*** Working data ***
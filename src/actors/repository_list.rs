use crate::api::RepositoryApi;
use crate::error::{RepoLikesError, Result};
use crate::store::{RepositoryListStore, Snapshot};
use crate::types::{LikeFailure, LikeOutcome, RepositoryId, RepositoryRecord};
use futures::future::join_all;
use ractor::rpc::CallResult;
use ractor::{Actor, ActorProcessingErr, ActorRef, RpcReplyPort, SpawnErr};
use std::sync::Arc;
use std::time::Duration;
use tokio::sync::watch;
use tracing::{debug, error, info, warn};

/// Owns the repository list store. The mailbox is the single queue that every
/// write goes through, so the store itself needs no locking.
pub struct RepositoryListActor;

/// State for the repository list actor
pub struct RepositoryListState {
    api: Arc<dyn RepositoryApi>,
    store: RepositoryListStore,
    likes_applied: u64,
    likes_failed: u64,
    refreshes: u64,
}

/// Messages the repository list actor can handle
pub enum RepositoryListMessage {
    /// Fetch the full list from the API and load it
    Refresh(Option<RpcReplyPort<Result<usize>>>),
    /// Replace the whole list
    LoadAll(Vec<RepositoryRecord>),
    /// Swap one record for its updated version
    ReplaceById {
        id: RepositoryId,
        record: RepositoryRecord,
    },
    /// Like a repository; the network call runs outside the mailbox
    Like {
        id: RepositoryId,
        reply: Option<RpcReplyPort<LikeOutcome>>,
    },
    /// Internal: a like round-trip failed
    LikeFailed(LikeFailure),
    /// Current snapshot of the list
    GetSnapshot(RpcReplyPort<Snapshot>),
    /// Receiver notified on every snapshot change
    Subscribe(RpcReplyPort<watch::Receiver<Snapshot>>),
    /// Counters for the list
    GetStats(RpcReplyPort<RepositoryListStats>),
}

impl std::fmt::Debug for RepositoryListMessage {
    fn fmt(&self, f: &mut std::fmt::Formatter<'_>) -> std::fmt::Result {
        match self {
            Self::Refresh(_) => write!(f, "Refresh"),
            Self::LoadAll(records) => write!(f, "LoadAll({} records)", records.len()),
            Self::ReplaceById { id, .. } => write!(f, "ReplaceById({})", id),
            Self::Like { id, .. } => write!(f, "Like({})", id),
            Self::LikeFailed(failure) => write!(f, "LikeFailed({})", failure.id),
            Self::GetSnapshot(_) => write!(f, "GetSnapshot"),
            Self::Subscribe(_) => write!(f, "Subscribe"),
            Self::GetStats(_) => write!(f, "GetStats"),
        }
    }
}

#[derive(Debug, Clone, PartialEq, Eq)]
pub struct RepositoryListStats {
    pub version: u64,
    pub records: usize,
    pub likes_applied: u64,
    pub likes_failed: u64,
    pub refreshes: u64,
}

impl RepositoryListActor {
    /// Spawn the actor with an empty list
    pub async fn spawn_with_api(
        api: Arc<dyn RepositoryApi>
    ) -> std::result::Result<ActorRef<RepositoryListMessage>, SpawnErr> {
        let (actor_ref, _handle) = Actor::spawn(None, RepositoryListActor, api).await?;
        info!("Repository list actor started");
        Ok(actor_ref)
    }
}

#[ractor::async_trait]
impl Actor for RepositoryListActor {
    type Msg = RepositoryListMessage;
    type State = RepositoryListState;
    type Arguments = Arc<dyn RepositoryApi>;

    async fn pre_start(
        &self,
        _myself: ActorRef<Self::Msg>,
        api: Self::Arguments
    ) -> std::result::Result<Self::State, ActorProcessingErr> {
        debug!("Starting repository list actor");

        Ok(RepositoryListState {
            api,
            store: RepositoryListStore::new(),
            likes_applied: 0,
            likes_failed: 0,
            refreshes: 0,
        })
    }

    async fn handle(
        &self,
        myself: ActorRef<Self::Msg>,
        message: Self::Msg,
        state: &mut Self::State
    ) -> std::result::Result<(), ActorProcessingErr> {
        match message {
            RepositoryListMessage::Refresh(reply) => {
                // Blocks the mailbox on purpose: nothing should merge into a list
                // that is about to be replaced.
                let outcome = match state.api.list_repositories().await {
                    Ok(records) => {
                        let count = records.len();
                        state.store.load_all(records);
                        state.refreshes += 1;
                        info!(count, version = state.store.version(), "Repository list loaded");
                        Ok(count)
                    }
                    Err(e) => {
                        error!("Failed to fetch repositories: {}", e);
                        Err(e)
                    }
                };

                if let Some(reply) = reply {
                    if !reply.is_closed() {
                        let _ = reply.send(outcome);
                    }
                }
            }

            RepositoryListMessage::LoadAll(records) => {
                state.store.load_all(records);
            }

            RepositoryListMessage::ReplaceById { id, record } => {
                let likes = record.likes;
                if state.store.replace_by_id(&id, record) {
                    state.likes_applied += 1;
                    debug!(%id, likes, version = state.store.version(), "Repository updated");
                } else {
                    warn!(%id, "Updated repository is no longer in the list");
                }
            }

            RepositoryListMessage::Like { id, reply } => {
                let api = state.api.clone();

                tokio::spawn(async move {
                    let outcome = match api.like_repository(&id).await {
                        Ok(record) => {
                            // Enqueue the merge before answering so a caller that reads the
                            // snapshot after the reply already sees it.
                            match myself.send_message(RepositoryListMessage::ReplaceById {
                                id: id.clone(),
                                record: record.clone(),
                            }) {
                                Ok(()) => Ok(record),
                                Err(e) => {
                                    error!(%id, "Failed to send ReplaceById message: {}", e);
                                    Err(LikeFailure {
                                        id: id.clone(),
                                        reason: "list actor stopped".to_string(),
                                    })
                                }
                            }
                        }
                        Err(e) => {
                            let failure = LikeFailure {
                                id: id.clone(),
                                reason: e.to_string(),
                            };
                            let _ = myself.send_message(
                                RepositoryListMessage::LikeFailed(failure.clone())
                            );
                            Err(failure)
                        }
                    };

                    if let Some(reply) = reply {
                        if !reply.is_closed() {
                            let _ = reply.send(outcome);
                        }
                    }
                });
            }

            RepositoryListMessage::LikeFailed(failure) => {
                state.likes_failed += 1;
                warn!(id = %failure.id, "Like failed, keeping last known list: {}", failure.reason);
            }

            RepositoryListMessage::GetSnapshot(reply) => {
                if !reply.is_closed() {
                    let _ = reply.send(state.store.snapshot());
                }
            }

            RepositoryListMessage::Subscribe(reply) => {
                if !reply.is_closed() {
                    let _ = reply.send(state.store.subscribe());
                }
            }

            RepositoryListMessage::GetStats(reply) => {
                let stats = RepositoryListStats {
                    version: state.store.version(),
                    records: state.store.records().len(),
                    likes_applied: state.likes_applied,
                    likes_failed: state.likes_failed,
                    refreshes: state.refreshes,
                };

                if !reply.is_closed() {
                    let _ = reply.send(stats);
                }
            }
        }

        Ok(())
    }

    async fn post_stop(
        &self,
        _myself: ActorRef<Self::Msg>,
        state: &mut Self::State
    ) -> std::result::Result<(), ActorProcessingErr> {
        info!(
            "Repository list actor stopped. Likes applied: {}, failed: {}",
            state.likes_applied,
            state.likes_failed
        );
        Ok(())
    }
}

/// Ask the actor to fetch and load the full list. Returns the number of records loaded.
pub async fn refresh(
    actor: &ActorRef<RepositoryListMessage>,
    timeout: Duration
) -> Result<usize> {
    match actor.call(|reply| RepositoryListMessage::Refresh(Some(reply)), Some(timeout)).await {
        Ok(CallResult::Success(Ok(count))) => Ok(count),
        Ok(CallResult::Success(Err(e))) => Err(e),
        Ok(CallResult::Timeout) => {
            Err(RepoLikesError::ActorError("Timeout waiting for refresh".to_string()))
        }
        Ok(CallResult::SenderError) => {
            Err(RepoLikesError::ActorError("Sender error during refresh".to_string()))
        }
        Err(e) => Err(RepoLikesError::ActorError(format!("Failed to request refresh: {}", e))),
    }
}

/// Like a repository and wait for the round-trip. The outer error is about the actor,
/// the inner one about the like itself.
pub async fn like(
    actor: &ActorRef<RepositoryListMessage>,
    id: RepositoryId,
    timeout: Duration
) -> Result<LikeOutcome> {
    let call = actor.call(
        |reply| RepositoryListMessage::Like { id: id.clone(), reply: Some(reply) },
        Some(timeout)
    ).await;

    match call {
        Ok(CallResult::Success(outcome)) => Ok(outcome),
        Ok(CallResult::Timeout) => {
            Err(RepoLikesError::ActorError(format!("Timeout waiting for like of {}", id)))
        }
        Ok(CallResult::SenderError) => {
            Err(RepoLikesError::ActorError(format!("Sender error while liking {}", id)))
        }
        Err(e) => Err(RepoLikesError::ActorError(format!("Failed to request like: {}", e))),
    }
}

pub async fn snapshot(
    actor: &ActorRef<RepositoryListMessage>,
    timeout: Duration
) -> Result<Snapshot> {
    match actor.call(RepositoryListMessage::GetSnapshot, Some(timeout)).await {
        Ok(CallResult::Success(snapshot)) => Ok(snapshot),
        Ok(_) => Err(RepoLikesError::ActorError("No snapshot returned".to_string())),
        Err(e) => Err(RepoLikesError::ActorError(format!("Failed to request snapshot: {}", e))),
    }
}

pub async fn subscribe(
    actor: &ActorRef<RepositoryListMessage>,
    timeout: Duration
) -> Result<watch::Receiver<Snapshot>> {
    match actor.call(RepositoryListMessage::Subscribe, Some(timeout)).await {
        Ok(CallResult::Success(receiver)) => Ok(receiver),
        Ok(_) => Err(RepoLikesError::ActorError("No subscription returned".to_string())),
        Err(e) => Err(RepoLikesError::ActorError(format!("Failed to subscribe: {}", e))),
    }
}

pub async fn stats(
    actor: &ActorRef<RepositoryListMessage>,
    timeout: Duration
) -> Result<RepositoryListStats> {
    match actor.call(RepositoryListMessage::GetStats, Some(timeout)).await {
        Ok(CallResult::Success(stats)) => Ok(stats),
        Ok(_) => Err(RepoLikesError::ActorError("No statistics returned".to_string())),
        Err(e) => Err(RepoLikesError::ActorError(format!("Failed to get statistics: {}", e))),
    }
}

/// Result of liking several repositories at once
#[derive(Debug, Clone)]
pub struct LikeReport {
    pub requested: usize,
    pub liked: Vec<RepositoryRecord>,
    pub failures: Vec<LikeFailure>,
    /// List after every round-trip settled; failed ids keep their last known record
    pub snapshot: Snapshot,
}

impl LikeReport {
    pub fn all_liked(&self) -> bool {
        self.failures.is_empty()
    }

    /// `Err` when any like failed, so callers can exit non-zero after rendering
    pub fn ensure_all_liked(&self) -> Result<()> {
        if self.all_liked() {
            Ok(())
        } else {
            Err(RepoLikesError::ApiError(
                format!("{} of {} likes failed", self.failures.len(), self.requested)
            ))
        }
    }
}

/// Like every id concurrently and collect the outcome of each, including actor-level
/// errors, before taking the final snapshot.
pub async fn like_all(
    actor: &ActorRef<RepositoryListMessage>,
    ids: Vec<RepositoryId>,
    timeout: Duration
) -> Result<LikeReport> {
    let requested = ids.len();
    let likes = ids.into_iter().map(|id| async move {
        match like(actor, id.clone(), timeout).await {
            Ok(outcome) => outcome,
            Err(e) => Err(LikeFailure { id, reason: e.to_string() }),
        }
    });

    let mut liked = Vec::new();
    let mut failures = Vec::new();
    for outcome in join_all(likes).await {
        match outcome {
            Ok(record) => liked.push(record),
            Err(failure) => failures.push(failure),
        }
    }

    let snapshot = snapshot(actor, timeout).await?;

    Ok(LikeReport {
        requested,
        liked,
        failures,
        snapshot,
    })
}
*** End of Working data ***
** Your assignment **
What lines in the listing include the string "usize"? Copy them out.

** Task solution **
    Refresh(Option<RpcReplyPort<Result<usize>>>),
    pub records: usize,
) -> Result<usize> {
    pub requested: usize,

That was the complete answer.